▶ **What the exercise asks**: Working through the lines below, return each one that holds "always".

★ ★ ★

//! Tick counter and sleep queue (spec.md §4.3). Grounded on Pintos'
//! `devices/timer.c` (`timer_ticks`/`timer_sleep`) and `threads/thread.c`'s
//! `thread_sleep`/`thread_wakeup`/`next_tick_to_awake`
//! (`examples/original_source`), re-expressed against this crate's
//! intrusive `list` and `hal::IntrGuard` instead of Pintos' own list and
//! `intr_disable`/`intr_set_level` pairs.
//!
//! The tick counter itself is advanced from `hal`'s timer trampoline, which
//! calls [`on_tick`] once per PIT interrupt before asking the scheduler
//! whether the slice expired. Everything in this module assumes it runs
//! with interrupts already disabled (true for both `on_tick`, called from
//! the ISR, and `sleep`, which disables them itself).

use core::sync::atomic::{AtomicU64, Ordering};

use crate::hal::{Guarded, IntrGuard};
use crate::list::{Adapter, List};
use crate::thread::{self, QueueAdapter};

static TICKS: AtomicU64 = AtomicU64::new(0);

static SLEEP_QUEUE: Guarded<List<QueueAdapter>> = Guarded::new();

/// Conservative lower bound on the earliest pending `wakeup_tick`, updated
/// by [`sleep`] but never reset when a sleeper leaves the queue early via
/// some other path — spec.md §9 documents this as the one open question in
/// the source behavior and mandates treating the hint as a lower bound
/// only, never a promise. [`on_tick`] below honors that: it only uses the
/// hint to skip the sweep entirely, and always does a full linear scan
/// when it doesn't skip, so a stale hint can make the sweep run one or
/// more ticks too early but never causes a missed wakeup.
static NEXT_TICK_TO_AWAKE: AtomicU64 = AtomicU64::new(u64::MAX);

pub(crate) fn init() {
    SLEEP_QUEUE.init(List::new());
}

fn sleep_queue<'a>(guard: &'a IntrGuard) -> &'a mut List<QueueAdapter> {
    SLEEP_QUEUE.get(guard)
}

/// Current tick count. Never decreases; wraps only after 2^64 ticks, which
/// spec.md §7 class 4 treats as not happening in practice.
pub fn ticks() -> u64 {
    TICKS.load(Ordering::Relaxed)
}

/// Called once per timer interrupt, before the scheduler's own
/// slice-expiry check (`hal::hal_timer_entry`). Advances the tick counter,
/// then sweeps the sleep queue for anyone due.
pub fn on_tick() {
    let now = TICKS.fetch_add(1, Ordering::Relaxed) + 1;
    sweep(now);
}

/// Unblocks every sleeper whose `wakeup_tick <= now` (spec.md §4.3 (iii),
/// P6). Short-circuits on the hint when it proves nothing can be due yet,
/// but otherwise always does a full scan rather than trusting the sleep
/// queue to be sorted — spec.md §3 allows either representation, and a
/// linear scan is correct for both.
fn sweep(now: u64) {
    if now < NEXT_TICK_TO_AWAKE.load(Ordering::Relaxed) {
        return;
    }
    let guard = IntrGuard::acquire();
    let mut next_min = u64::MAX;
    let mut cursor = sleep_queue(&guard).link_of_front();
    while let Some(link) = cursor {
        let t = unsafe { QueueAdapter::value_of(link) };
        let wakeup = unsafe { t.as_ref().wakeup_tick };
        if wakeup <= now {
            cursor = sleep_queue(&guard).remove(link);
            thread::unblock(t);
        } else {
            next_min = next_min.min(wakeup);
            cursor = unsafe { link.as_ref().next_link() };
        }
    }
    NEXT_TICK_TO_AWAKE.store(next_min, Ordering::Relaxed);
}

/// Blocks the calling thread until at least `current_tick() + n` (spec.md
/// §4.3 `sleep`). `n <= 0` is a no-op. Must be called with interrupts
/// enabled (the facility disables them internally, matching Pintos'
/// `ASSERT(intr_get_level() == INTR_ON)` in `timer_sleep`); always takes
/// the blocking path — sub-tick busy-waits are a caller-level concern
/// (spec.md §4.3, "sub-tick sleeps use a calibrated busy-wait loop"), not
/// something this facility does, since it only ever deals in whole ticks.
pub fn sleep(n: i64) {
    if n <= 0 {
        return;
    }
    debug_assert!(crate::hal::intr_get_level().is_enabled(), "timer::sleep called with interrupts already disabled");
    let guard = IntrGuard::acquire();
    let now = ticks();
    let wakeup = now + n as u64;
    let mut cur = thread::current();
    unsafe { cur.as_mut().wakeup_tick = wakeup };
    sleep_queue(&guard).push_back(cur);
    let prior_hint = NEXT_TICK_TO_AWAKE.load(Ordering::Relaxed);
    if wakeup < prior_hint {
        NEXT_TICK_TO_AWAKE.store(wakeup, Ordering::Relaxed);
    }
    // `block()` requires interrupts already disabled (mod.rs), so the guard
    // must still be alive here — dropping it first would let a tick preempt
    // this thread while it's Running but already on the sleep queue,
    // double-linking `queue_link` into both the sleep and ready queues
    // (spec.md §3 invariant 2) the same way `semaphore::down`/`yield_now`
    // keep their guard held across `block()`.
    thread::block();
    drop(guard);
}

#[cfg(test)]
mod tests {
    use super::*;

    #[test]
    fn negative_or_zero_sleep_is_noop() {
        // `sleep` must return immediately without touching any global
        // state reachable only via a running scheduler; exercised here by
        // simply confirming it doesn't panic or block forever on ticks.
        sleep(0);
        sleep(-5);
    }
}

★ ★ ★

▶ **Output for this exercise**:
/// hint to skip the sweep entirely, and always does a full linear scan
/// but otherwise always does a full scan rather than trusting the sleep
/// `ASSERT(intr_get_level() == INTR_ON)` in `timer_sleep`); always takes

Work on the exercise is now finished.